Trump Softens Tariff Stance; US Stocks Rebounds Higher

2025-10-14 | FTSE China A50 Index , HK Market , Market Dynamics , Securities , US Markets

Market Recap

US stocks closed higher on Monday, with all three major indexes recovering part of Friday’s sharp losses. President Donald Trump hinted he may not move forward with the “large tariff hike” previously threatened against China, while Vice President Vance signaled openness to renewed talks. The US.earnings season officially kicks off this week.

Last week, all major US indexes posted declines, the Dow fell 2.7%, S&P 500 down 2.4%, and Nasdaq dropped 2.5%. The S&P 500 plunged 2.7% on Friday alone, its steepest one-day loss since April, when markets were still reeling from Trump’s initial tariff comments.

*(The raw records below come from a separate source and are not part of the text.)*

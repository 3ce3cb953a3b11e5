use thiserror::Error;

use neighborly_core::validation::FieldError;
use neighborly_db::error::DbError;

/// Service layer errors - combines all error types
#[derive(Error, Debug)]
pub enum ServiceError {
    #[error("Casbin error: {0}")]
    CasbinError(#[from] casbin::Error),

    #[error(transparent)]
    DatabaseError(#[from] DbError),

    #[error(transparent)]
    CoreError(#[from] neighborly_core::error::CoreError),

    #[error(transparent)]
    ValidationError(#[from] FieldError),

    #[error("Not authenticated")]
    NotAuthenticated,

    #[error("Invalid or expired login code")]
    InvalidLoginCode,

    /// The caller is known but may not perform the operation.
    #[error("{0}")]
    AuthorizationError(String),

    #[error("{0}")]
    NotFound(String),

    #[error("{0}")]
    Conflict(String),

    #[error("Login code delivery failed: {0}")]
    DeliveryError(String),

    #[error("Invariant violation: {0}")]
    InvariantViolation(&'static str),
}

impl ServiceError {
    pub(crate) fn forbidden(message: impl Into<String>) -> Self {
        Self::AuthorizationError(message.into())
    }

    pub(crate) fn not_found(message: impl Into<String>) -> Self {
        Self::NotFound(message.into())
    }

    pub(crate) fn conflict(message: impl Into<String>) -> Self {
        Self::Conflict(message.into())
    }
}

pub type ServiceResult<T> = std::result::Result<T, ServiceError>;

In a Truth Social post Sunday, Trump suggested he might hold off on the tariff hikes, easing investor fears.
Tim Kelleher of Commonwealth Bank of Australia said: “Markets were nervous, but Trump seems to be pulling another ‘TACO: Trump Always Chickens Out’ move, softening his tone again.”


US Stocks

Mega-cap techs led the rebound: Tesla +5.42%, Alphabet A +3.2%, NVIDIA +2.82%, Amazon +1.71%, Meta +1.47%, Apple +0.97%, Microsoft +0.6%.

The Nasdaq Golden Dragon China Index gained 3.21%, with broad strength among Chinese ADRs: 21Vianet +10%, NIO +7%, MINISO +5%, Alibaba and JD.com +4%, Xpeng and Baidu +3%.

Market Snapshot:

us stocks
  • Dow Jones +587.98 pts (+1.29%) to 46,067.58
  • Nasdaq +490.18 pts (+2.21%) to 22,694.61
  • S&P 500 +102.21 pts (+1.56%) to 6,654.72

Hong Kong Stocks

Hong Kong markets opened higher but reversed midday. Tech shares mostly declined: Bilibili −4%, Kuaishou −3%, Baidu −3%, Lenovo −2%, Alibaba, NetEase, and Tencent −1%, while Xiaomi +2% and JD.com +1%.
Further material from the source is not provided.